What you are asked to do | Give the records back in full, exactly as they read.

++++ Given records

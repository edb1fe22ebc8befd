use std::sync::atomic::{AtomicBool, Ordering};
use std::sync::Arc;

/// Process-wide "keep running" flag shared with cooperating components.
///
/// Starts set. Clearing it from anywhere stops every loop that watches it.
#[derive(Debug, Clone)]
pub struct RunFlag(Arc<AtomicBool>);

impl Default for RunFlag {
    fn default() -> Self {
        Self::new()
    }
}

impl RunFlag {
    pub fn new() -> Self {
        Self(Arc::new(AtomicBool::new(true)))
    }

    pub fn is_running(&self) -> bool {
        self.0.load(Ordering::Acquire)
    }

    pub fn stop(&self) {
        self.0.store(false, Ordering::Release);
    }
}

#[cfg(test)]
mod tests {
    use super::*;

    #[test]
    fn test_clones_share_state() {
        let flag = RunFlag::new();
        let other = flag.clone();
        assert!(other.is_running());
        flag.stop();
        assert!(!other.is_running());
    }
}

++++++++

Task response |
repository edb1fe22ebc8befd
use std::sync::atomic::{AtomicBool, Ordering};
use std::sync::Arc;

/// Process-wide "keep running" flag shared with cooperating components.
///
/// Starts set. Clearing it from anywhere stops every loop that watches it.
#[derive(Debug, Clone)]
pub struct RunFlag(Arc<AtomicBool>);

impl Default for RunFlag {
    fn default() -> Self {
        Self::new()
    }
}

impl RunFlag {
    pub fn new() -> Self {
        Self(Arc::new(AtomicBool::new(true)))
    }

    pub fn is_running(&self) -> bool {
        self.0.load(Ordering::Acquire)
    }

    pub fn stop(&self) {
        self.0.store(false, Ordering::Release);
    }
}

#[cfg(test)]
mod tests {
    use super::*;

    #[test]
    fn test_clones_share_state() {
        let flag = RunFlag::new();
        let other = flag.clone();
        assert!(other.is_running());
        flag.stop();
        assert!(!other.is_running());
    }
}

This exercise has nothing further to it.